Sulla tolleranza religiosa Locke scrisse molto nel corso della propria vita. Oltre al saggio che ho già citato, scrisse anche quattro lettere. Secondo il filosofo le confessioni religiose vanno tollerate per quattro ragioni principali:

1) il magistrato (cioè colui che fa le leggi) deve legiferare solo su quello che può danneggiare la società o il governo, cosa che i culti non sovversivi non fanno;

2) l’imposizione della religione da professare porta ad una falsa adesione che non assicura la salvezza dell’anima, è perciò inutile, oltretutto può nutrire dei rancori che col tempo possono fermentare e portare ad una ribellione;

3) il magistrato non conosce la verità religiosa, non è in possesso della verità assoluta, quindi non può decidere dell’anima altrui;

4) imporre una confessione religiosa all’interno di una nazione giustificherebbe lo stesso comportamento in altre nazioni con altre religioni, aprendo così la strada a persecuzioni nei confronti dei correligionari del magistrato.

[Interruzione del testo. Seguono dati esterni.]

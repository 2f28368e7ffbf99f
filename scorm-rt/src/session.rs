//! SCORM session state machine
//!
//! Calls from the SCO are synchronous: the in-memory tree is updated before
//! the call returns, so a `GetValue` right after a `SetValue` sees the new
//! value. Only the network side effect is deferred to the scheduler.
//! `terminate` is the one call that awaits its flush.

use std::sync::{Arc, Mutex, MutexGuard, PoisonError};

use scorm_common::cmi::element::{
    CREDIT_CREDIT, ENTRY_AB_INITIO, ENTRY_RESUME, EXIT_SUSPEND, MODE_NORMAL, STATUS_COMPLETED,
    STATUS_NOT_ATTEMPTED, STATUS_UNKNOWN,
};
use scorm_common::cmi::normalize_value;
use scorm_common::{CmiElement, CmiTree, ScormVersion};
use tracing::{debug, info, warn};

use crate::config::BridgeConfig;
use crate::scheduler::CommitScheduler;
use crate::transport::RuntimeTransport;

struct SessionState {
    tree: CmiTree,
    active: bool,
}

/// One learner's runtime session for one lesson
pub struct ScormSession {
    lesson_id: String,
    state: Mutex<SessionState>,
    scheduler: CommitScheduler,
}

impl ScormSession {
    /// Load prior state and prepare the learner context
    ///
    /// A failed load is logged and the session starts from an empty tree.
    /// The session is inactive until `initialize`.
    pub async fn load(
        lesson_id: impl Into<String>,
        transport: Arc<dyn RuntimeTransport>,
        config: &BridgeConfig,
    ) -> Self {
        let lesson_id = lesson_id.into();

        let stored = match transport.load(&lesson_id).await {
            Ok(Some(tree)) => {
                debug!(lesson_id = %lesson_id, "Loaded stored runtime state");
                tree
            }
            Ok(None) => CmiTree::new(),
            Err(e) => {
                warn!(lesson_id = %lesson_id, error = %e, "Runtime state load failed, starting empty");
                CmiTree::new()
            }
        };

        let tree = prepare_context(stored);
        info!(
            lesson_id = %lesson_id,
            entry = tree.get("cmi.entry").unwrap_or_default(),
            "SCORM session ready"
        );

        let scheduler = CommitScheduler::new(lesson_id.clone(), transport, config.commit_debounce);

        Self {
            lesson_id,
            state: Mutex::new(SessionState {
                tree,
                active: false,
            }),
            scheduler,
        }
    }

    pub fn lesson_id(&self) -> &str {
        &self.lesson_id
    }

    pub fn is_active(&self) -> bool {
        self.lock_state().active
    }

    /// Copy of the current CMI tree
    pub fn snapshot(&self) -> CmiTree {
        self.lock_state().tree.clone()
    }

    /// Number of updates not yet committed
    pub fn pending_updates(&self) -> usize {
        self.scheduler.pending_len()
    }

    /// `Initialize` / `LMSInitialize`
    pub fn initialize(&self) -> bool {
        let mut state = self.lock_state();
        if state.active {
            debug!(lesson_id = %self.lesson_id, "Initialize called on active session");
        }
        state.active = true;
        info!(lesson_id = %self.lesson_id, "SCORM session initialized");
        true
    }

    /// `GetValue` / `LMSGetValue`
    ///
    /// Empty string when inactive, unset, or not a value.
    pub fn get_value(&self, path: &str) -> String {
        let state = self.lock_state();
        if !state.active {
            warn!(lesson_id = %self.lesson_id, path = %path, "GetValue on inactive session");
            return String::new();
        }
        state.tree.get(path).unwrap_or_default().to_string()
    }

    /// `SetValue` / `LMSSetValue`
    ///
    /// `false` only when the session is inactive. Writes to rejected paths
    /// (unsafe keys, malformed paths) are dropped without failing the call.
    pub fn set_value(&self, path: &str, value: &str) -> bool {
        let value = normalize_value(path, value);
        {
            let mut state = self.lock_state();
            if !state.active {
                warn!(lesson_id = %self.lesson_id, path = %path, "SetValue on inactive session");
                return false;
            }
            if let Err(e) = state.tree.set(path, value) {
                warn!(lesson_id = %self.lesson_id, error = %e, "SetValue dropped");
                return true;
            }
        }

        self.scheduler.enqueue(path, value);
        self.scheduler.schedule_flush();
        true
    }

    /// `Commit` / `LMSCommit`
    ///
    /// Starts a send and returns without waiting for it.
    pub fn commit(&self) -> bool {
        let Ok(handle) = tokio::runtime::Handle::try_current() else {
            warn!(lesson_id = %self.lesson_id, "No async runtime, commit deferred");
            return true;
        };

        let scheduler = self.scheduler.clone();
        handle.spawn(async move {
            // Failure is logged and re-queued inside
            let _ = scheduler.flush_now().await;
        });
        true
    }

    /// `Terminate` / `LMSFinish`
    ///
    /// Marks the exit as `suspend` so the learner can resume, promotes a
    /// SCORM 1.2 `not attempted` status to `completed`, and waits for the
    /// final flush. The session is deactivated even when the flush fails.
    pub async fn terminate(&self, version: ScormVersion) -> bool {
        {
            let mut state = self.lock_state();
            if !state.active {
                warn!(lesson_id = %self.lesson_id, "Terminate on inactive session");
                return false;
            }

            if let Some(exit_path) = CmiElement::Exit.path(version) {
                self.write_internal(&mut state.tree, exit_path, EXIT_SUSPEND);
            }

            if version == ScormVersion::Scorm12 {
                if let Some(status_path) = CmiElement::LessonStatus.path(ScormVersion::Scorm12) {
                    if state.tree.get(status_path) == Some(STATUS_NOT_ATTEMPTED) {
                        self.write_internal(&mut state.tree, status_path, STATUS_COMPLETED);
                    }
                }
            }
        }

        if let Err(e) = self.scheduler.flush_now().await {
            warn!(
                lesson_id = %self.lesson_id,
                error = %e,
                pending = self.scheduler.pending_len(),
                "Final flush failed"
            );
        }

        self.lock_state().active = false;
        info!(lesson_id = %self.lesson_id, "SCORM session terminated");
        true
    }

    /// Page is unloading: mark the exit and beacon what is pending
    ///
    /// Does nothing unless the session is active.
    pub fn handle_unload(&self) -> bool {
        {
            let mut state = self.lock_state();
            if !state.active {
                return false;
            }
            for path in CmiElement::Exit.paths() {
                self.write_internal(&mut state.tree, path, EXIT_SUSPEND);
            }
        }

        let sent = self.scheduler.beacon_pending();
        info!(lesson_id = %self.lesson_id, updates = sent, "Unload beacon sent");
        true
    }

    /// Stop the debounce timer; pending updates stay unsent
    pub fn detach(&self) {
        self.scheduler.cancel_timer();
        let pending = self.scheduler.pending_len();
        if pending > 0 {
            debug!(lesson_id = %self.lesson_id, pending, "Session detached with uncommitted updates");
        }
    }

    fn write_internal(&self, tree: &mut CmiTree, path: &str, value: &str) {
        match tree.set(path, value) {
            Ok(()) => self.scheduler.enqueue(path, value),
            Err(e) => warn!(lesson_id = %self.lesson_id, error = %e, "Runtime write failed"),
        }
    }

    fn lock_state(&self) -> MutexGuard<'_, SessionState> {
        self.state.lock().unwrap_or_else(PoisonError::into_inner)
    }
}

/// Populate learner context in both namespaces
///
/// `entry` is `resume` when suspend data survived a previous session.
/// Status defaults never overwrite stored values.
fn prepare_context(mut tree: CmiTree) -> CmiTree {
    let resumed = CmiElement::SuspendData
        .paths()
        .any(|path| tree.get(path).is_some_and(|v| !v.is_empty()));
    let entry = if resumed { ENTRY_RESUME } else { ENTRY_AB_INITIO };

    let context = [
        (CmiElement::Entry, entry),
        (CmiElement::Mode, MODE_NORMAL),
        (CmiElement::Credit, CREDIT_CREDIT),
    ];
    for (element, value) in context {
        for path in element.paths() {
            if let Err(e) = tree.set(path, value) {
                warn!(path = %path, error = %e, "Could not set learner context");
            }
        }
    }

    let defaults = [
        (CmiElement::LessonStatus, STATUS_NOT_ATTEMPTED),
        (CmiElement::CompletionStatus, STATUS_UNKNOWN),
    ];
    for (element, value) in defaults {
        for path in element.paths() {
            if !tree.contains(path) {
                if let Err(e) = tree.set(path, value) {
                    warn!(path = %path, error = %e, "Could not set status default");
                }
            }
        }
    }

    tree
}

Molto interessante è il punto di vista di Locke sull’uso della violenza da parte del magistrato nei confronti delle persone di diversa religione. Le società politiche nascono dalla necessità degli uomini di sfuggire alla violenza del mondo, il magistrato usando la violenza contro un uomo priverebbe di senso l’esistenza dell’intera società perché infliggerebbe a qualcuno ciò da cui è fuggito quando si è sottomesso alle leggi. Scrive Locke nel Saggio sulla tolleranza: “se non vi fosse il timore della violenza, non ci sarebbe al mondo alcun governo, né alcun bisogno di esso“. Il magistrato inoltre usando la violenza verrebbe meno al suo compito, che è quello di perseguire la sicurezza di tutti i cittadini, perché colpirebbe la sicurezza di alcuni al fine di avvantaggiare altri. Questo di Locke sulla violenza è un punto di vista molto interessante, a distanza di secoli dovrebbero leggerlo i nostri governanti, i quali non esitano a scatenare la violenza repressiva nei confronti di chi manifesta qualche tipo di dissenso, basti ricordare la recente repressione scatenata in Iran oppure, per restare in Italia, tornare alla mente al G8 di Genova del 2001; la repressione violenta del dissenso è ancora ampiamente utilizzata ovunque, perché il potere oggi accetta solo le proteste che giudica innocue.

Gli scritti sulla tolleranza di Locke dimostrano come il passare del tempo spesso non corrisponda a reali cambiamenti nel mondo. Nel Seicento i filosofi dibattevano tra le altre cose sulla la tolleranza e sull’uso della violenza istituzionalizzata; a distanza di circa quattro secoli questi temi sono ancora attuali, sono infatti cambiati i destinatari dell’intolleranza ma il sentimento è sempre vivo e ben nutrito. L’attualità del pensiero di Locke che ho illustrato sopra non nasce solo dalla straordinaria lucidità del pensatore, ma anche dall’immobilismo culturale delle nostre società che, benché passino gli anni e corra l’evoluzione tecnologica, continuano a perseverare negli stessi errori al fine di conservare il possesso di un potere che, sebbene malato, sembra non stancare mai.